Segment Open
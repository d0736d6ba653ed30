//! Batch rootSIFT descriptor computation over a dataset directory.

mod command;
mod config;
mod pipeline;
mod report;

pub use command::CommandExtractor;
pub use config::{ExtractorConfig, RunConfig, RunConfigError};
pub use pipeline::{DescriptorPipeline, PipelineBuilder};
pub use report::{BatchReport, ReportRecord, TaskOutcome, TaskReport};

pub use rootsift_core::{self, BatchConfig, CancelToken, DegeneratePolicy, ImageTask, TaskError};
pub use rootsift_io::{self, DatasetLayout};

use thiserror::Error;

#[derive(Debug, Error)]
pub enum PipelineError {
    #[error(transparent)]
    Config(#[from] rootsift_core::ConfigError),
    #[error("thread pool error")]
    ThreadPool(#[from] rayon::ThreadPoolBuildError),
}

/// Install the global `tracing` subscriber; `RUST_LOG` overrides the `info` default.
pub fn init_tracing() {
    use tracing_subscriber::{EnvFilter, layer::SubscriberExt, util::SubscriberInitExt};

    let filter = EnvFilter::try_from_default_env().unwrap_or_else(|_| EnvFilter::new("info"));
    tracing_subscriber::registry()
        .with(filter)
        .with(tracing_subscriber::fmt::layer().with_target(false))
        .init();
}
Segment Closed
About this exercise - Set down only these lines, exactly: the line containing "pub enum PipelineError" and each line after it, through the end of the listing.

Answer -
pub enum PipelineError {
    #[error(transparent)]
    Config(#[from] rootsift_core::ConfigError),
    #[error("thread pool error")]
    ThreadPool(#[from] rayon::ThreadPoolBuildError),
}

/// Install the global `tracing` subscriber; `RUST_LOG` overrides the `info` default.
pub fn init_tracing() {
    use tracing_subscriber::{EnvFilter, layer::SubscriberExt, util::SubscriberInitExt};

    let filter = EnvFilter::try_from_default_env().unwrap_or_else(|_| EnvFilter::new("info"));
    tracing_subscriber::registry()
        .with(filter)
        .with(tracing_subscriber::fmt::layer().with_target(false))
        .init();
}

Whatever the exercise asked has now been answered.